Unlike elected officials, government bureaucrats, too many NGOs that should know better, and most of the media, insurance companies are leading the way in establishing the new reality that climate, not Wall Street, not the speculative investor class, will dictate the value of real estate. Initially, housing in areas hit with planetary-heating-driven hurricanes, storm surge, and flooding will face enormous increases in the cost of insurance. According to First Street, the four largest metro areas expected to see the highest increases in insurance premiums over the next 30 years are Miami, with a 322% increase, followed by Jacksonville, (226%), Tampa (213%), and New Orleans (196%). Skyrocketing insurance premiums, coupled with repeated uninsurable losses due to storm damage, will drive people out of these cities. Second thing to consider: the market price of homes will plummet as insurance costs go up, and this will be followed by an increasing percentage of housing stock declared simply uninsurable.
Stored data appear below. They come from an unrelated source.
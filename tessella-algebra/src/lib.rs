mod unmarked;
mod marked;
mod hom;
mod form;
mod poly;
mod pres;

pub use unmarked::*;
pub use marked::*;
pub use hom::*;
pub use form::*;
pub use poly::*;
pub use pres::*;
pub mod accrual;
pub mod decision;
pub mod hierarchy;
pub mod notification;
pub mod validation;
Over time, due to these combined factors, there will be a regional exodus, according to the First Street analysis. The report describes “climate migration” that will drive “population redistribution,” with some 55 million Americans by 2055 voluntarily relocating within the U.S. to areas “less vulnerable to climate risks.”
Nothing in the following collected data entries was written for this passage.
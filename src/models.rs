use serde::{Deserialize, Serialize};
use sqlx::FromRow;

#[derive(Deserialize)]
pub struct RegisterReqDto {
    pub name: String,
    pub email: String,
    pub password: String,
    pub role_id: u8,
    pub department_id: u64,
}

#[derive(Deserialize)]
pub struct LoginReqDto {
    pub email: String,
    pub password: String,
}

#[derive(FromRow)]
pub struct UserSql {
    pub id: u64, // matches BIGINT UNSIGNED
    pub name: String,
    pub email: String,
    pub password: String,
    pub role_id: u8,
}

#[derive(Debug, Serialize, Deserialize)]
pub struct Claims {
    pub user_id: u64,
    /// email address
    pub sub: String,
    pub role: u8, // role id
    pub exp: usize,
    pub jti: String,

    pub token_type: TokenType,
}

#[derive(Debug, Serialize, Deserialize, PartialEq)]
pub enum TokenType {
    Access,
    Refresh,
}
use chrono::{DateTime, Utc};
use serde::{Deserialize, Serialize};
use utoipa::ToSchema;

/// Audit record for a decision. One per request, written inside the decision
/// transaction, never updated afterwards.
#[derive(Debug, Serialize, Deserialize, sqlx::FromRow, ToSchema)]
pub struct Approval {
    #[schema(example = 1)]
    pub id: u64,
    #[schema(example = 42)]
    pub time_off_request_id: u64,
    #[schema(example = 7)]
    pub approver_id: u64,
    #[schema(example = "Enjoy!", nullable = true)]
    pub comments: Option<String>,
    #[schema(example = "2026-01-01T00:00:00Z", format = "date-time", value_type = String)]
    pub created_at: Option<DateTime<Utc>>,
}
That’s an astonishing figure, amounting to almost 17 percent of current US population. The last great in-country migration in the historical record of the United States occurred during the ecological catastrophe of the Dust Bowl of the 1930s, when some 2.5 million people fled the Plains states. At the time, US population was 130 million people.
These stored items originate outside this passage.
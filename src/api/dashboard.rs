use crate::api::time_off_request::{DETAIL_SELECT, TimeOffRequestDetail};
use crate::auth::auth::AuthUser;
use crate::model::time_off_request::RequestStatus;
use crate::policy;
use crate::service::hierarchy::OrgChart;
use actix_web::{HttpResponse, Responder, web};
use serde::Serialize;
use serde_json::json;
use sqlx::MySqlPool;
use utoipa::ToSchema;

#[derive(Serialize, ToSchema)]
pub struct ManagerDashboardResponse {
    pub pending: Vec<TimeOffRequestDetail>,
    pub approved: Vec<TimeOffRequestDetail>,
    pub rejected: Vec<TimeOffRequestDetail>,
}

/// Aggregate view for managers and admins. Managers see their direct
/// reports' requests; admins see two levels down (and no further).
#[utoipa::path(
    get,
    path = "/api/v1/dashboard/manager",
    responses(
        (status = 200, description = "Requests of visible subordinates, grouped by status", body = ManagerDashboardResponse),
        (status = 401, description = "Unauthorized"),
        (status = 403, description = "Forbidden")
    ),
    security(
        ("bearer_auth" = [])
    ),
    tag = "Dashboard"
)]
pub async fn manager_dashboard(
    auth: AuthUser,
    pool: web::Data<MySqlPool>,
) -> actix_web::Result<impl Responder> {
    let actor = auth.actor();

    if !policy::can_manage_dashboard(&actor) {
        return Ok(HttpResponse::Forbidden().json(json!({
            "error": "You are not authorized to view this page."
        })));
    }

    let chart = OrgChart::load(pool.get_ref()).await.map_err(|e| {
        tracing::error!(error = %e, "Failed to load org chart");
        actix_web::error::ErrorInternalServerError("Internal Server Error")
    })?;

    let visible = chart.visible_subordinates(actor.user_id, actor.role.is_admin());

    let mut response = ManagerDashboardResponse {
        pending: Vec::new(),
        approved: Vec::new(),
        rejected: Vec::new(),
    };

    if visible.is_empty() {
        return Ok(HttpResponse::Ok().json(response));
    }

    let placeholders = vec!["?"; visible.len()].join(", ");
    let sql = format!(
        "{DETAIL_SELECT} WHERE r.user_id IN ({placeholders}) ORDER BY r.created_at DESC"
    );

    let mut query = sqlx::query_as::<_, TimeOffRequestDetail>(&sql);
    for user_id in &visible {
        query = query.bind(*user_id);
    }

    let requests = query.fetch_all(pool.get_ref()).await.map_err(|e| {
        tracing::error!(error = %e, "Failed to fetch dashboard requests");
        actix_web::error::ErrorInternalServerError("Internal Server Error")
    })?;

    for request in requests {
        match request.status {
            RequestStatus::Pending => response.pending.push(request),
            RequestStatus::Approved => response.approved.push(request),
            RequestStatus::Rejected => response.rejected.push(request),
        }
    }

    Ok(HttpResponse::Ok().json(response))
}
If the First Street analysts are correct in their projections, we are looking at a population transfer never seen before in American history.
According to a 2024 US Census Bureau report, the South “added more people than all other regions combined, making it both the fastest-growing and largest-gaining region in the country.” MSN.com reports that “the Southern region, already the nation’s most populous, has been the only area to sustain consistent population growth throughout the COVID-19 pandemic, largely due to domestic migration.” Within the South, it was Texas (at a gain of 562,941) and Florida (at a gain of 467,347) that had the largest numeric increases in 2024.
Put another way: The two states most likely to have uninsurable housing in the near future are the fastest-growing.